(Saved entries)
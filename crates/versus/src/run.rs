use std::path::Path;

use anyhow::{bail, Result};
use tracing::info;
use versus_core::{ImportEngine, ImportReport, RecordStore, SeeAlsoOptions};

use crate::commands;
use crate::config::RunConfig;

pub fn run_from_config(path: &Path, strict: bool) -> Result<()> {
    let config = RunConfig::from_path(path)?;
    let engine = commands::load_engine(&config.schema, config.import_options())?;
    let mut store = commands::open_store(&config.database)?;
    let reports = run_pipeline(
        &config,
        &engine,
        &mut store,
        commands::import_file,
        commands::build_see_also,
    )?;
    commands::finish(&reports, strict)
}

/// Reset (when configured), every import in declared order, then the see-also
/// pass. Every import key is checked against the schema before anything is written.
fn run_pipeline<S, FImport, FSeeAlso>(
    config: &RunConfig,
    engine: &ImportEngine,
    store: &mut S,
    import_fn: FImport,
    see_also_fn: FSeeAlso,
) -> Result<Vec<ImportReport>>
where
    S: RecordStore,
    FImport: Fn(&ImportEngine, &str, &Path, &mut S) -> Result<ImportReport>,
    FSeeAlso: Fn(&SeeAlsoOptions, &mut S) -> Result<usize>,
{
    if config.imports.is_empty() {
        bail!("run config must declare at least one import");
    }
    for import in &config.imports {
        engine.file(&import.key)?;
    }
    if config.reset_before_import {
        engine.reset(&mut *store)?;
    }
    let mut reports = Vec::with_capacity(config.imports.len());
    for (idx, import) in config.imports.iter().enumerate() {
        info!(
            step = idx + 1,
            key = %import.key,
            path = %import.path.display(),
            "importing"
        );
        reports.push(import_fn(engine, &import.key, &import.path, &mut *store)?);
    }
    if config.see_also.enabled {
        let built = see_also_fn(&config.see_also.options(), &mut *store)?;
        info!(records = built, "see-also pass done");
    }
    Ok(reports)
}
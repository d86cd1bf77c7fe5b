mod builder;
mod convert;
mod duplicate;
mod error;
mod import;
mod record;
mod schema;
mod see_also;
mod slug;
mod store;
mod tabular;
mod validate;

pub use builder::{EntityBuilder, RecordGraph, LOGO_FIELD, SLUG_FIELD, TAG_ENTITY};
pub use convert::{is_integer, split_tags, to_boolean, to_integer, BoolCell, TAG_SEPARATOR};
pub use duplicate::{exists, find_row_duplicate, DuplicatePolicy};
pub use error::{Result, VersusError};
pub use import::{ImportEngine, ImportOptions, ImportReport, TransactionScope};
pub use record::{Record, RecordId, Value};
pub use schema::{
    EntityDescriptor, FieldType, FileSchema, RelationKind, RelationSpec, SchemaDescriptor,
    SchemaError, SlugExceptions, NATURAL_KEY_FIELD,
};
pub use see_also::{
    BoolFeatureSummarizer, FeatureSnapshot, FeatureSummarizer, SeeAlsoOptions, SharedTagRanker,
    SimilarityIndexBuilder, SimilarityRanker, SimilarityRecord, DEFAULT_LIMIT, DEFAULT_PRIMARY,
    DEFAULT_RECORD, FEATURES_FIELD, PRIMARY_LINK, SIMILAR_LINK,
};
pub use slug::{logo_path, slugify};
pub use store::{MemoryStore, RecordStore};
pub use tabular::{read_rows, read_rows_from, ImportRow, CONTROL_OK};
pub use validate::{ExpectedKind, ImportError, RowValidator, ValidationResult};
use std::path::PathBuf;

use clap::{ArgAction, Parser, Subcommand, ValueEnum};
use versus_core::{DuplicatePolicy, TransactionScope};

#[derive(Parser, Debug)]
#[command(name = "versus", about = "Schema-driven CSV importer for the versus catalogue")]
pub struct Cli {
    #[arg(long, global = true, action = ArgAction::SetTrue)]
    pub verbose: bool,
    #[command(subcommand)]
    pub command: Command,
}

#[derive(Subcommand, Debug)]
pub enum Command {
    /// Reset, import every configured file in order, then build the see-also index.
    Run {
        #[arg(long, default_value = "versus.yaml")]
        config: PathBuf,
        /// Exit with an error when any row failed validation.
        #[arg(long, default_value_t = false)]
        strict: bool,
    },
    /// Check a file against its schema without writing anything.
    Validate {
        #[arg(long, default_value = "import.yml")]
        schema: PathBuf,
        /// Database used for duplicate lookups; an empty store when omitted.
        #[arg(long)]
        database: Option<PathBuf>,
        #[arg(long)]
        key: String,
        file: PathBuf,
    },
    Import {
        #[arg(long, default_value = "import.yml")]
        schema: PathBuf,
        #[arg(long, default_value = "versus.sqlite")]
        database: PathBuf,
        #[arg(long)]
        key: String,
        #[arg(long, value_enum, default_value_t = TransactionArg::PerRow)]
        transaction: TransactionArg,
        #[arg(long, value_enum, default_value_t = DuplicatesArg::ReImport)]
        duplicates: DuplicatesArg,
        #[arg(long, default_value_t = false)]
        strict: bool,
        file: PathBuf,
    },
    SeeAlso {
        #[arg(long, default_value = "versus.sqlite")]
        database: PathBuf,
        #[arg(long, default_value = "SoftMain")]
        primary: String,
        #[arg(long, default_value = "SoftSeeAlso")]
        record: String,
        #[arg(long, default_value_t = 6)]
        limit: usize,
    },
    /// Delete every record of every table named in the schema.
    Reset {
        #[arg(long, default_value = "import.yml")]
        schema: PathBuf,
        #[arg(long, default_value = "versus.sqlite")]
        database: PathBuf,
    },
}

#[derive(ValueEnum, Clone, Copy, Debug, PartialEq, Eq)]
pub enum TransactionArg {
    /// Commit after every imported row.
    PerRow,
    /// Commit once at the end of the file.
    PerFile,
}

impl From<TransactionArg> for TransactionScope {
    fn from(arg: TransactionArg) -> Self {
        match arg {
            TransactionArg::PerRow => TransactionScope::PerRow,
            TransactionArg::PerFile => TransactionScope::PerFile,
        }
    }
}

#[derive(ValueEnum, Clone, Copy, Debug, PartialEq, Eq)]
pub enum DuplicatesArg {
    /// Import the row again.
    ReImport,
    /// Leave the row out silently.
    Skip,
    /// Leave the row out and report it as an error.
    Reject,
}

impl From<DuplicatesArg> for DuplicatePolicy {
    fn from(arg: DuplicatesArg) -> Self {
        match arg {
            DuplicatesArg::ReImport => DuplicatePolicy::ReImport,
            DuplicatesArg::Skip => DuplicatePolicy::Skip,
            DuplicatesArg::Reject => DuplicatePolicy::Reject,
        }
    }
}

* _What the task requires_:
The lines to copy run from the start of the records above through the line holding "let mut reports"; give them exactly, both ends included, and nothing else.

* _Solved exercise_:
filename crates/versus/src/run.rs
use std::path::Path;

use anyhow::{bail, Result};
use tracing::info;
use versus_core::{ImportEngine, ImportReport, RecordStore, SeeAlsoOptions};

use crate::commands;
use crate::config::RunConfig;

pub fn run_from_config(path: &Path, strict: bool) -> Result<()> {
    let config = RunConfig::from_path(path)?;
    let engine = commands::load_engine(&config.schema, config.import_options())?;
    let mut store = commands::open_store(&config.database)?;
    let reports = run_pipeline(
        &config,
        &engine,
        &mut store,
        commands::import_file,
        commands::build_see_also,
    )?;
    commands::finish(&reports, strict)
}

/// Reset (when configured), every import in declared order, then the see-also
/// pass. Every import key is checked against the schema before anything is written.
fn run_pipeline<S, FImport, FSeeAlso>(
    config: &RunConfig,
    engine: &ImportEngine,
    store: &mut S,
    import_fn: FImport,
    see_also_fn: FSeeAlso,
) -> Result<Vec<ImportReport>>
where
    S: RecordStore,
    FImport: Fn(&ImportEngine, &str, &Path, &mut S) -> Result<ImportReport>,
    FSeeAlso: Fn(&SeeAlsoOptions, &mut S) -> Result<usize>,
{
    if config.imports.is_empty() {
        bail!("run config must declare at least one import");
    }
    for import in &config.imports {
        engine.file(&import.key)?;
    }
    if config.reset_before_import {
        engine.reset(&mut *store)?;
    }
    let mut reports = Vec::with_capacity(config.imports.len());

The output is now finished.